Transfer Learning from a Rate Model to a Spiking Model.

In this section, we describe the method that we developed to perform transfer learning from a trained rate model to an LIF model. After the rate RNN model is trained using the gradient descent method, the rate model parameters are transferred to an LIF network in a one-to-one manner. First, the LIF network is initialized to have the same topology as the trained rate RNN. Second, the input weight matrix ($W_{in}$) and the synaptic decay time constants (${\mathit{\tau }}^d$) are transferred to the spiking RNN without any modification. Third, the recurrent connectivity matrix ($W^{rate}$) and the readout weights ($W_{out}^{rate}$) are scaled by a constant number, $\lambda$, and transferred to the spiking network.

If the recurrent connectivity weights from the trained rate model are transferred to a spiking network without any changes, the spiking model produces largely fluctuating signals (as illustrated in Fig. 2B), because the LIF firing rates are significantly larger than 1 (whereas the firing rates of the rate model are constrained to range between 0 and 1 by the sigmoid transfer function).

To place the spiking RNN in the similar dynamic regime as the rate network, we first assume a linear relationship between the rate model connectivity weights and the spike model weights:

$$W^{spk}=\lambda \cdot W^{rate}.$$

Using the above assumption, the synaptic drive ($d$) that unit $i$ in the LIF RNN receives can be expressed as

$$\begin{array}{ll}\hfill d_i^{spk}\left(t\right)& =\sum _{j=1}^N{w}_{ij}^{spk}\cdot r_j^{spk}\left(t\right)\hfill \\ \hfill & \approx \sum _{j=1}^N\left(\lambda \cdot w_{ij}^{rate}\right)\cdot r_j^{spk}\left(t\right)\hfill \\ \hfill & =\sum _{j=1}^N{w}_{ij}^{rate}\cdot \left(\lambda \cdot r_j^{spk}\left(t\right)\right),\hfill \end{array}$$ [10]
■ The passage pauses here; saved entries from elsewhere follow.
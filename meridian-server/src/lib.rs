//! Process-lifecycle facade: wires the shard registry, catalog cache, and transaction
//! coordinator into one handle a command layer can share via `Arc`, and owns starting and
//! stopping the coordinator's background garbage-collection sweeper.
//!
//! Mirrors the construct-then-`start`-then-`stop` lifecycle every subsystem in this codebase
//! follows: build every collaborator up front from its pluggable configuration source, bring
//! up background work explicitly, and tear it down on an explicit signal rather than `Drop`.

use std::sync::atomic::{AtomicBool, Ordering};
use std::sync::Arc;
use std::time::Duration;

use meridian_catalog::{CatalogCache, CatalogConfigSource};
use meridian_core::{ShardConfigSource, ShardRegistry};
use meridian_txn::{run_gc_sweeper, CoordinatorConfig, CoordinatorRepository, ShardTransport, TransactionCoordinator};
use tokio::sync::Mutex;
use tokio::task::JoinHandle;
use tokio_util::sync::CancellationToken;
use tracing::info;

mod config;
mod error;

pub use config::MeridianServerConfig;
pub use error::MeridianServerError;

/// Shared, `Arc`-wrapped handle to the three core components and their lifecycle.
///
/// `init` performs no background work by itself; call [`MeridianCore::start`] once the handle
/// is in place to recover any in-flight transactions and begin the garbage-collection sweeper.
pub struct MeridianCore {
    pub registry: Arc<ShardRegistry>,
    pub catalog: Arc<CatalogCache>,
    pub coordinator: Arc<TransactionCoordinator>,
    config: MeridianServerConfig,
    shutdown: CancellationToken,
    gc_task: Mutex<Option<JoinHandle<()>>>,
    started: AtomicBool,
}

impl MeridianCore {
    /// Builds every component from its configuration source but starts no background tasks.
    /// Callers that only need synchronous routing/lookup (no recovery, no GC) can stop here.
    pub fn init(
        shard_source: Arc<dyn ShardConfigSource>,
        catalog_source: Arc<dyn CatalogConfigSource>,
        coordinator_repo: Arc<dyn CoordinatorRepository>,
        transport: Arc<dyn ShardTransport>,
        config: MeridianServerConfig,
    ) -> Arc<Self> {
        let registry = Arc::new(ShardRegistry::new(shard_source));
        let catalog = Arc::new(CatalogCache::new(catalog_source));
        let coordinator = Arc::new(TransactionCoordinator::new(
            coordinator_repo,
            transport,
            config.coordinator.clone(),
        ));

        Arc::new(Self {
            registry,
            catalog,
            coordinator,
            config,
            shutdown: CancellationToken::new(),
            gc_task: Mutex::new(None),
            started: AtomicBool::new(false),
        })
    }

    /// Recovers any transactions left mid-flight by a prior process and starts the
    /// garbage-collection sweeper. Idempotent: a second call is a no-op.
    pub async fn start(&self) -> Result<(), MeridianServerError> {
        if self.started.swap(true, Ordering::SeqCst) {
            return Ok(());
        }

        info!("recovering in-flight transactions");
        self.coordinator
            .recover(&self.shutdown)
            .await
            .map_err(MeridianServerError::Recovery)?;

        let repo = self.coordinator.repository().clone();
        let interval = Duration::from_secs(self.config.gc_sweep_interval_secs);
        let cancel = self.shutdown.clone();
        let handle = tokio::spawn(run_gc_sweeper(repo, interval, cancel));
        *self.gc_task.lock().await = Some(handle);

        info!("meridian core started");
        Ok(())
    }

    /// Cancels the garbage-collection sweeper and any in-flight fan-out still respecting the
    /// shutdown token, then waits for the sweeper task to exit. Idempotent.
    pub async fn shutdown(&self) {
        self.shutdown.cancel();
        if let Some(handle) = self.gc_task.lock().await.take() {
            let _ = handle.await;
        }
        info!("meridian core shut down");
    }

    pub fn shutdown_signal(&self) -> CancellationToken {
        self.shutdown.clone()
    }
}

#[cfg(test)]
mod tests {
    use super::*;
    use async_trait::async_trait;
    use chrono::{DateTime, Utc};
    use meridian_catalog::{CatalogError, Chunk, ChunkVersion, CollectionRecord, DatabaseRecord, Namespace};
    use meridian_core::{ShardDescriptor, ShardId, ShardRegistryError};
    use meridian_txn::{CoordinatorError, Decision, PrepareVote, TransactionDocument, TransportError, TxnId};
    use std::sync::Mutex as StdMutex;

    struct NoopShardSource;
    #[async_trait]
    impl ShardConfigSource for NoopShardSource {
        async fn load_shards(&self) -> Result<Vec<ShardDescriptor>, ShardRegistryError> {
            Ok(vec![])
        }
    }

    struct NoopCatalogSource;
    #[async_trait]
    impl CatalogConfigSource for NoopCatalogSource {
        async fn get_database(&self, _db: &str) -> Result<Option<DatabaseRecord>, CatalogError> {
            Ok(None)
        }
        async fn get_collection(&self, _nss: &Namespace) -> Result<Option<CollectionRecord>, CatalogError> {
            Ok(None)
        }
        async fn list_chunks(&self, _nss: &Namespace, _epoch: uuid::Uuid) -> Result<Vec<Chunk>, CatalogError> {
            Ok(vec![])
        }
        async fn list_chunks_since(
            &self,
            _nss: &Namespace,
            _epoch: uuid::Uuid,
            _since: ChunkVersion,
        ) -> Result<Vec<Chunk>, CatalogError> {
            Ok(vec![])
        }
    }

    #[derive(Default)]
    struct InMemoryRepo {
        docs: StdMutex<Vec<TransactionDocument>>,
    }
    #[async_trait]
    impl CoordinatorRepository for InMemoryRepo {
        async fn upsert_participants(&self, doc: &TransactionDocument) -> Result<(), CoordinatorError> {
            self.docs.lock().unwrap().push(doc.clone());
            Ok(())
        }
        async fn load(&self, id: &TxnId) -> Result<Option<TransactionDocument>, CoordinatorError> {
            Ok(self.docs.lock().unwrap().iter().find(|d| &d.id == id).cloned())
        }
        async fn persist_decision(&self, _id: &TxnId, _decision: Decision) -> Result<(), CoordinatorError> {
            Ok(())
        }
        async fn set_expire_at(&self, _id: &TxnId, _expire_at: DateTime<Utc>) -> Result<(), CoordinatorError> {
            Ok(())
        }
        async fn list_all(&self) -> Result<Vec<TransactionDocument>, CoordinatorError> {
            Ok(self.docs.lock().unwrap().clone())
        }
        async fn list_expired(&self, _now: DateTime<Utc>) -> Result<Vec<TxnId>, CoordinatorError> {
            Ok(vec![])
        }
        async fn delete(&self, _id: &TxnId) -> Result<(), CoordinatorError> {
            Ok(())
        }
    }

    struct NoopTransport;
    #[async_trait]
    impl ShardTransport for NoopTransport {
        async fn prepare_transaction(&self, _shard: &ShardId, _txn: &TxnId) -> Result<PrepareVote, TransportError> {
            Ok(PrepareVote::Commit { prepare_timestamp: Utc::now() })
        }
        async fn commit_transaction(&self, _shard: &ShardId, _txn: &TxnId, _ts: DateTime<Utc>) -> Result<(), TransportError> {
            Ok(())
        }
        async fn abort_transaction(&self, _shard: &ShardId, _txn: &TxnId) -> Result<(), TransportError> {
            Ok(())
        }
    }

    fn build() -> Arc<MeridianCore> {
        MeridianCore::init(
            Arc::new(NoopShardSource),
            Arc::new(NoopCatalogSource),
            Arc::new(InMemoryRepo::default()),
            Arc::new(NoopTransport),
            MeridianServerConfig { gc_sweep_interval_secs: 1, ..Default::default() },
        )
    }

    #[tokio::test]
    async fn start_is_idempotent_and_shutdown_stops_the_sweeper() {
        let core = build();
        core.start().await.unwrap();
        core.start().await.unwrap();
        core.shutdown().await;
    }

    #[tokio::test]
    async fn shutdown_without_start_does_not_hang() {
        let core = build();
        core.shutdown().await;
    }
}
where $w_{ij}^{spk}\in W^{spk}$ is the synaptic weight from unit $j$ to unit $i$.

Similarly, unit $i$ in the rate RNN model receives the following synaptic drive at time $t$:

$$d_i^{rate}\left(t\right)=\sum _{j=1}^N{w}_{ij}^{rate}\cdot r_j^{rate}\left(t\right).$$ [11]

If we set the above 2 synaptic drives (Eqs. 10 and 11) equal to each other, we have

$$\begin{array}{ll}\hfill d_i^{spk}\left(t\right)& =d_i^{rate}\left(t\right)\hfill \\ \hfill \sum _{j=1}^N{w}_{ij}^{rate}\cdot \left(\lambda \cdot r_j^{spk}\left(t\right)\right)& =\sum _{j=1}^N{w}_{ij}^{rate}\cdot r_j^{rate}\left(t\right).\hfill \end{array}$$ [12]

Generalizing Eq. 12 to all of the units in the network, we have

$${\mathit{r}}^{rate}\left(t\right)=\lambda \cdot {\mathit{r}}^{spk}\left(t\right).$$

Therefore, if there exists a constant factor ($\lambda$) that can account for the firing rate scale difference between the rate and the spiking models, the connectivity weights from the rate model ($W^{rate}$) can be scaled by the factor and transferred to the spiking model.

The readout weights from the rate model ($W_{out}^{rate}$) are also scaled by the same constant factor ($\lambda$) to have the spiking network produce output signals similar to the ones from the trained rate model:

$$\begin{array}{ll}\hfill o^{rate}\left(t\right)& =W_{out}^{rate}\cdot {\mathit{r}}^{rate}\left(t\right)\hfill \\ \hfill & \approx W_{out}^{rate}\cdot \left(\lambda \cdot {\mathit{r}}^{spk}\left(t\right)\right)\hfill \\ \hfill & =\left(\lambda \cdot W_{out}^{rate}\right)\cdot {\mathit{r}}^{spk}\left(t\right)=o^{spk}\left(t\right).\hfill \end{array}$$

In order to find the optimal scaling factor, we developed a simple grid search algorithm. For a given range of values for $1/\lambda$ (ranged from 20 to 75 with a step size of 5), the algorithm finds the optimal value that maximizes the task performance.